+++ Extracted information

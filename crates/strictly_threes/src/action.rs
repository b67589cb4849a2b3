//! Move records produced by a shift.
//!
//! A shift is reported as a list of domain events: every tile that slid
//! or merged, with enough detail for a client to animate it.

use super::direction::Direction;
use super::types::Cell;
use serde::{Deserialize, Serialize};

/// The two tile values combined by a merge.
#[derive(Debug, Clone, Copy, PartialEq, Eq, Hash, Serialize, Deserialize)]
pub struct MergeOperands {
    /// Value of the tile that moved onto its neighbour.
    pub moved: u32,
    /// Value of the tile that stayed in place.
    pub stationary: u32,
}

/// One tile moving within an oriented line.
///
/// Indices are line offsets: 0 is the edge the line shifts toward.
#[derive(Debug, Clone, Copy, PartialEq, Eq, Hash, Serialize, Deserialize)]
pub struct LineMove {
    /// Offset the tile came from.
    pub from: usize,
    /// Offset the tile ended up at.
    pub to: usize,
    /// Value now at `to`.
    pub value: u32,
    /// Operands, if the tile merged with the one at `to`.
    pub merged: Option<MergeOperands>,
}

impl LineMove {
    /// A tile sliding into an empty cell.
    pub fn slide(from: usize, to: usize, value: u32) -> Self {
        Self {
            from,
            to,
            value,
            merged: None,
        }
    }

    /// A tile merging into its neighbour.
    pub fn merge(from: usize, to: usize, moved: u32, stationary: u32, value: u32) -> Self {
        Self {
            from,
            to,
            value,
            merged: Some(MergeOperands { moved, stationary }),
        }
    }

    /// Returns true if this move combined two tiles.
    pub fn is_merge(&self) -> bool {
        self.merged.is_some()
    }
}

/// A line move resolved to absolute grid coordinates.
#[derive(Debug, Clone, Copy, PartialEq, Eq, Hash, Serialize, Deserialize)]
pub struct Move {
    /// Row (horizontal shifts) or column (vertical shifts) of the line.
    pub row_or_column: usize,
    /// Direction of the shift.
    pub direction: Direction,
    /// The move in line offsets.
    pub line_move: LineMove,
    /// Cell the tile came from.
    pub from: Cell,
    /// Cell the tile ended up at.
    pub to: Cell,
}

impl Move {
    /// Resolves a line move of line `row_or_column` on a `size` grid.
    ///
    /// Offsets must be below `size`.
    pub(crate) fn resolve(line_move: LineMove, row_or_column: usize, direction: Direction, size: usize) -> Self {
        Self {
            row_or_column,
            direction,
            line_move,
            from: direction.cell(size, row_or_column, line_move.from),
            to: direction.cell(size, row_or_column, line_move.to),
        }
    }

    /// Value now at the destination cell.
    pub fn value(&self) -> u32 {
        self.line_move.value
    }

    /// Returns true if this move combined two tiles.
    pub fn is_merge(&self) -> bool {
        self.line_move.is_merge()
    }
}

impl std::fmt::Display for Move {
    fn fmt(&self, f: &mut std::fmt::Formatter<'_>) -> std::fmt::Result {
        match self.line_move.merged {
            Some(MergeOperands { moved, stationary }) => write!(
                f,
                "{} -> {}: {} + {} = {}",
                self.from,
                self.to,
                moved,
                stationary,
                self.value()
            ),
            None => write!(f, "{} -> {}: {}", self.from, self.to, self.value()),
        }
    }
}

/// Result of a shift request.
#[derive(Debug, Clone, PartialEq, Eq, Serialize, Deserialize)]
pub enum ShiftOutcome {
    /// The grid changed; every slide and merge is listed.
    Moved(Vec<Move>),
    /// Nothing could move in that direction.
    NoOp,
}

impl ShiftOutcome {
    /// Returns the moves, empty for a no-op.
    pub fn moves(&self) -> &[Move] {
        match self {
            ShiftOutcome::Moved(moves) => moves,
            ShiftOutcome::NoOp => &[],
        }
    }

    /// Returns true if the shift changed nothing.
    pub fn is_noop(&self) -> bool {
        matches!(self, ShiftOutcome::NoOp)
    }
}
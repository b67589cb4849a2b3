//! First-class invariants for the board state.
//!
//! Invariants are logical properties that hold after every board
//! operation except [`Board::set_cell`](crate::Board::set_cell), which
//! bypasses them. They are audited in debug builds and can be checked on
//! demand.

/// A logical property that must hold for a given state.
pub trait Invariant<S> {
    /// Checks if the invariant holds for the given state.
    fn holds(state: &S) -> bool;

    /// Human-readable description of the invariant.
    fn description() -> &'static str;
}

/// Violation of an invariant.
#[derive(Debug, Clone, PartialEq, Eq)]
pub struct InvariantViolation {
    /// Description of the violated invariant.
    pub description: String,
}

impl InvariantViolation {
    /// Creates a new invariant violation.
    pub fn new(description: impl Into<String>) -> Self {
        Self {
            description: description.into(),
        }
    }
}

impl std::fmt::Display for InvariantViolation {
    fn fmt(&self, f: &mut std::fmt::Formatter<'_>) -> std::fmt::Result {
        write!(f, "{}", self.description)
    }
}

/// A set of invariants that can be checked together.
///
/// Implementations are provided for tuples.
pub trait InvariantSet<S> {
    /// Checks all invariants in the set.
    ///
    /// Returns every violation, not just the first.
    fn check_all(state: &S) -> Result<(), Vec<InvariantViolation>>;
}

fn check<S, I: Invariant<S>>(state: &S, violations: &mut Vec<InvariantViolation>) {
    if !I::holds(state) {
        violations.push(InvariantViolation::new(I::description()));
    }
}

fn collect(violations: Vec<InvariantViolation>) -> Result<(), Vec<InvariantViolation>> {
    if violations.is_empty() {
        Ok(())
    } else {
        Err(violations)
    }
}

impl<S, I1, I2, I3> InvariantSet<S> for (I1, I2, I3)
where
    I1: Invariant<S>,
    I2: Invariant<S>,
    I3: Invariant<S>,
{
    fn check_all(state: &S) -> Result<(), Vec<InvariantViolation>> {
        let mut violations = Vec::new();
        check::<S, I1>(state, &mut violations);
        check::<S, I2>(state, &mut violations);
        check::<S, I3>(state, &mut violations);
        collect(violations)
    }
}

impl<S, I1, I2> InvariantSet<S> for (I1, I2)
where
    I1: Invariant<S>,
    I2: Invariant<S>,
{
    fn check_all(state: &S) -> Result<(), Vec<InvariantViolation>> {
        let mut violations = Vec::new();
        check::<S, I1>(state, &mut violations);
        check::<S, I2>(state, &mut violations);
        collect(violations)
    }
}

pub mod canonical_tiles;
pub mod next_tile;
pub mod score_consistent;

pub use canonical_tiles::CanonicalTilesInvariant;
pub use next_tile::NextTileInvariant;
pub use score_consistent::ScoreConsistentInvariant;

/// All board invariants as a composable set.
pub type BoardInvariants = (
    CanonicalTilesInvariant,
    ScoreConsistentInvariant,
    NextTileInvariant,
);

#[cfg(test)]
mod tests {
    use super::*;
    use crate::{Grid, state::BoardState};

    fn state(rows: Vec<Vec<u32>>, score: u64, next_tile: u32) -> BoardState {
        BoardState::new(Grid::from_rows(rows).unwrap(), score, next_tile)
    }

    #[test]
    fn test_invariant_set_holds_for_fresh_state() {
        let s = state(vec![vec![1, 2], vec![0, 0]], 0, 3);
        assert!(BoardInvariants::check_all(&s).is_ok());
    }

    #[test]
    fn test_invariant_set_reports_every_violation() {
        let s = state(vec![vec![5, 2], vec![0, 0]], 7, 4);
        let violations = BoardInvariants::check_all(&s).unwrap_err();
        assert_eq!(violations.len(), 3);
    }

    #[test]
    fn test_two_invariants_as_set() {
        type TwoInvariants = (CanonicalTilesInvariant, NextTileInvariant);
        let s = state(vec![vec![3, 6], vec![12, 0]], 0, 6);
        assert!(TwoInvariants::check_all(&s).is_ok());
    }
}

++++++

Task to complete -> Copy every single line of the material above that holds "write".

Answer area ->
            Some(MergeOperands { moved, stationary }) => write!(
            None => write!(f, "{} -> {}: {}", self.from, self.to, self.value()),
        write!(f, "{}", self.description)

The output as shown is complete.